Memorability is a relatively new concept in computer vision that assesses the chance that a particular image will be stored in either short-term or long-term memory. From the psychological perspective, visual memory has been a focus of attention in research for decades: for instance, thanks to psychological research, we know that different images are more or less remembered depending on many factors concerning intrinsic visual appearance and user’s context. In computer vision, researchers have revealed that color, simple image features derived from pixel statistics, and object statistics, such as number of objects, do not have strong correlation with memorability. The factors that play a role are object and scene semantics, aesthetics and interestingness and high-level visual attributes (such as emotions, actions, movements, appearance of objects, etc.,). Besides, people tend to memorize the same images, which gives us hope that memorability is something that we can measure and predict.

Memorability data sets

It is well-known that the basis for any successful ML project is the availability of extensive and meaningful data.

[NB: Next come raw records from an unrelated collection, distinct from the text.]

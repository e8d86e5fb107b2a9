//! Chunked evaluation against the monolithic reference.

#![cfg(feature = "testkit")]

use std::sync::atomic::{AtomicUsize, Ordering};
use std::sync::Arc;

use postflow_core::entity::Entity;
use postflow_core::incremental::IncrementalRunner;
use postflow_core::testkit::{FixtureEngine, DISPLACEMENT_SETS};
use postflow_core::{
    DataSources, Field, FieldsContainer, Id, Location, Operator, Scoping, Server, Workflow,
};

fn server() -> Server {
    FixtureEngine::new().into_server().unwrap()
}

/// Workflow computing displacement norms, with the time scoping exposed as
/// `time` and the resulting container as `fields`.
fn norm_workflow(server: &Server, sources: &DataSources) -> Workflow {
    let displacement = Operator::new(server, "displacement").unwrap();
    displacement.connect(4, sources).unwrap();
    let norm = Operator::new(server, "norm_fc").unwrap();
    norm.connect(0, displacement.output(0)).unwrap();

    let workflow = Workflow::new(server).unwrap();
    workflow.set_input_name("time", &displacement, 0).unwrap();
    workflow.set_output_name("fields", &norm, 0).unwrap();
    workflow
}

fn all_sets(server: &Server) -> Scoping {
    let scoping = Scoping::new(server, Location::TimeFreq).unwrap();
    scoping
        .set_ids((1..=DISPLACEMENT_SETS as Id).collect())
        .unwrap();
    scoping
}

#[test]
fn chunked_min_max_matches_the_monolithic_run() {
    let server = server();
    let sources = DataSources::new(&server).unwrap();
    sources.set_result_file_path("/data/model.rst").unwrap();

    // monolithic reference over every time set
    let reference = norm_workflow(&server, &sources);
    reference.connect("time", &all_sets(&server)).unwrap();
    let all: FieldsContainer = reference.get_output("fields").unwrap();
    let min_max = Operator::new(&server, "min_max_fc").unwrap();
    min_max.connect(0, &all).unwrap();
    let expected_min: Field = min_max.get_output(0).unwrap();
    let expected_max: Field = min_max.get_output(1).unwrap();

    // same aggregate, 5 time sets at a time
    let runner = IncrementalRunner::new(norm_workflow(&server, &sources), "time", "fields", 5)
        .unwrap()
        .with_merge_operator("min_max_fc_inc");
    let merger = runner.run(&all_sets(&server)).unwrap();
    let min: Field = merger.get_output(0).unwrap();
    let max: Field = merger.get_output(1).unwrap();

    assert!(min.content_equals_with(&expected_min, 1e-12).unwrap());
    assert!(max.content_equals_with(&expected_max, 1e-12).unwrap());
}

#[test]
fn merged_container_covers_every_chunk() {
    let server = server();
    let sources = DataSources::new(&server).unwrap();
    sources.set_result_file_path("/data/model.rst").unwrap();

    let runner =
        IncrementalRunner::new(norm_workflow(&server, &sources), "time", "fields", 7).unwrap();
    let merged = runner.run_merged(&all_sets(&server)).unwrap();
    assert_eq!(merged.len().unwrap(), DISPLACEMENT_SETS);
}

#[test]
fn progress_reports_every_chunk_in_order() {
    let server = server();
    let sources = DataSources::new(&server).unwrap();
    sources.set_result_file_path("/data/model.rst").unwrap();

    let seen = Arc::new(AtomicUsize::new(0));
    let seen_cb = Arc::clone(&seen);
    let runner =
        IncrementalRunner::new(norm_workflow(&server, &sources), "time", "fields", 5)
            .unwrap()
            .with_progress(move |done, total| {
                assert_eq!(total, 4);
                assert_eq!(done, seen_cb.load(Ordering::SeqCst) + 1);
                seen_cb.store(done, Ordering::SeqCst);
            });
    runner.run_merged(&all_sets(&server)).unwrap();
    assert_eq!(seen.load(Ordering::SeqCst), 4);
}

#[test]
fn empty_scopings_and_zero_chunks_are_rejected() {
    let server = server();
    let sources = DataSources::new(&server).unwrap();
    sources.set_result_file_path("/data/model.rst").unwrap();

    assert!(IncrementalRunner::new(norm_workflow(&server, &sources), "time", "fields", 0).is_err());

    let runner =
        IncrementalRunner::new(norm_workflow(&server, &sources), "time", "fields", 5).unwrap();
    let empty = Scoping::new(&server, Location::TimeFreq).unwrap();
    assert!(runner.run(&empty).is_err());
}
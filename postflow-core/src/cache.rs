//! Per-instance memoization of pure getters.
//!
//! Wrappers with expensive pure getters carry a [`CallCache`]: results are
//! memoized by `(method, args)` and dropped when a declared mutating method
//! runs. The getter-to-setters association is static per wrapper class; a
//! cache never observes mutations made through a different wrapper aliasing
//! the same engine object.

use std::sync::Mutex;

use fnv::FnvHashMap;

use crate::binding::call::Response;
use crate::error::Result;

/// Static association between cached getters and the setters that
/// invalidate them.
pub struct CachePolicy {
    pub pairs: &'static [(&'static str, &'static [&'static str])],
}

impl CachePolicy {
    fn getters_for<'a>(&'a self, setter: &'a str) -> impl Iterator<Item = &'static str> + 'a {
        self.pairs
            .iter()
            .filter(move |(_, setters)| setters.contains(&setter))
            .map(|(getter, _)| *getter)
    }
}

/// Memoization table attached to one wrapper instance.
pub struct CallCache {
    policy: &'static CachePolicy,
    entries: Mutex<FnvHashMap<(&'static str, String), Response>>,
}

impl CallCache {
    pub fn new(policy: &'static CachePolicy) -> Self {
        Self {
            policy,
            entries: Mutex::new(FnvHashMap::default()),
        }
    }

    /// Returns the memoized response for `(getter, arg_key)` or runs `call`
    /// and stores its result.
    pub fn get_or_call(
        &self,
        getter: &'static str,
        arg_key: String,
        call: impl FnOnce() -> Result<Response>,
    ) -> Result<Response> {
        let key = (getter, arg_key);
        if let Some(hit) = self.entries.lock().unwrap().get(&key) {
            trace!("cache hit: {}({})", key.0, key.1);
            return Ok(hit.clone());
        }
        let response = call()?;
        self.entries
            .lock()
            .unwrap()
            .insert(key, response.clone());
        Ok(response)
    }

    /// Drops every memoized entry of the getters associated with `setter`.
    pub fn invalidate(&self, setter: &str) {
        let mut entries = self.entries.lock().unwrap();
        for getter in self.policy.getters_for(setter) {
            entries.retain(|(g, _), _| *g != getter);
        }
    }

    pub fn clear(&self) {
        self.entries.lock().unwrap().clear();
    }
}

#[cfg(test)]
mod tests {
    use super::*;
    use crate::binding::call::Response;
    use std::sync::atomic::{AtomicUsize, Ordering};

    static POLICY: CachePolicy = CachePolicy {
        pairs: &[
            ("labels", &["add_label"]),
            ("len", &["add", "add_label"]),
        ],
    };

    #[test]
    fn second_lookup_is_memoized() {
        let cache = CallCache::new(&POLICY);
        let calls = AtomicUsize::new(0);
        for _ in 0..3 {
            cache
                .get_or_call("labels", String::new(), || {
                    calls.fetch_add(1, Ordering::SeqCst);
                    Ok(Response::StrVec(vec!["time".to_string()]))
                })
                .unwrap();
        }
        assert_eq!(calls.load(Ordering::SeqCst), 1);
    }

    #[test]
    fn setter_invalidates_only_associated_getters() {
        let cache = CallCache::new(&POLICY);
        cache
            .get_or_call("labels", String::new(), || Ok(Response::Done))
            .unwrap();
        cache
            .get_or_call("len", String::new(), || Ok(Response::Int(2)))
            .unwrap();

        cache.invalidate("add");

        let labels_calls = AtomicUsize::new(0);
        cache
            .get_or_call("labels", String::new(), || {
                labels_calls.fetch_add(1, Ordering::SeqCst);
                Ok(Response::Done)
            })
            .unwrap();
        assert_eq!(labels_calls.load(Ordering::SeqCst), 0, "labels survived");

        let len_calls = AtomicUsize::new(0);
        cache
            .get_or_call("len", String::new(), || {
                len_calls.fetch_add(1, Ordering::SeqCst);
                Ok(Response::Int(3))
            })
            .unwrap();
        assert_eq!(len_calls.load(Ordering::SeqCst), 1, "len dropped");
    }
}
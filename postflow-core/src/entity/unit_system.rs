//! Unit systems.

use std::fmt;

/// Seven base-unit names plus a numeric id identifying a unit convention.
///
/// Unlike the other entities this is plain client-side data: it is small,
/// immutable and travels by value when connected to an operator pin.
#[derive(Clone, Debug, PartialEq, Deserialize, Serialize)]
pub struct UnitSystem {
    pub id: i32,
    pub name: String,
    /// Base units in the order length, mass, time, temperature, electric
    /// current, amount of substance, luminous intensity.
    pub base_units: [String; 7],
}

impl UnitSystem {
    pub fn new(id: i32, name: &str, base_units: [&str; 7]) -> Self {
        Self {
            id,
            name: name.to_string(),
            base_units: [
                base_units[0].to_string(),
                base_units[1].to_string(),
                base_units[2].to_string(),
                base_units[3].to_string(),
                base_units[4].to_string(),
                base_units[5].to_string(),
                base_units[6].to_string(),
            ],
        }
    }

    /// SI with meters, kilograms, seconds and kelvin.
    pub fn solver_mks() -> Self {
        Self::new(11, "solver_mks", ["m", "kg", "s", "K", "A", "mol", "cd"])
    }

    /// Consistent millimeter-tonne-second convention.
    pub fn solver_nmm() -> Self {
        Self::new(12, "solver_nmm", ["mm", "t", "s", "K", "A", "mol", "cd"])
    }
}

impl fmt::Display for UnitSystem {
    fn fmt(&self, f: &mut fmt::Formatter) -> fmt::Result {
        write!(f, "{} (id {})", self.name, self.id)
    }
}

With more advancement in memorability research, several small datasets were developed and publicly released as a part of specific projects, including face photographs, scene categories, visualization pictures, and affective impact on image memorability.

The most important is the MIT’s large-scale image memorability dataset (LaMem) containing roughly 60,000 images annotated by crowdsourcing that was published together with a memorability prediction model (MemNet) for benchmarking the task.

As the visual memory studies progress, new research has expanded to cover video memorability that also resulted in a creation of the large-scale VideoMem dataset containing 10,000 soundless videos of 7 seconds.

How to predict memorability

In recent years, a number of projects in deep learning emerged to address the task of memorability prediction. The models they introduced managed to achieve results close to human consistency (0.68), with the model called MemNet being the most prominent one.

Memorability prediction as a regression task

The established idea is to treat memorability prediction as a regression task. Among a number of proposed models, MemNet developed by MIT is considered to be the most successful and well-known one. It is based on convolutional neural networks (CNN) that have proven successful in various visual recognition tasks [10, 21, 29, 35, 32]. As memorability depends on both scenes and objects, the first step in developing the model was to initialize the training using the pre-trained Hybrid-CNN [37], trained on both ILSVRC 2012 [30] and Places dataset [37]. Since memorability is a single real-valued output, the Hybrid-CNN was fine-tuned with a Euclidean loss layer.

A similar approach is used to predict memorability of videos on the basis of the VideoMem dataset.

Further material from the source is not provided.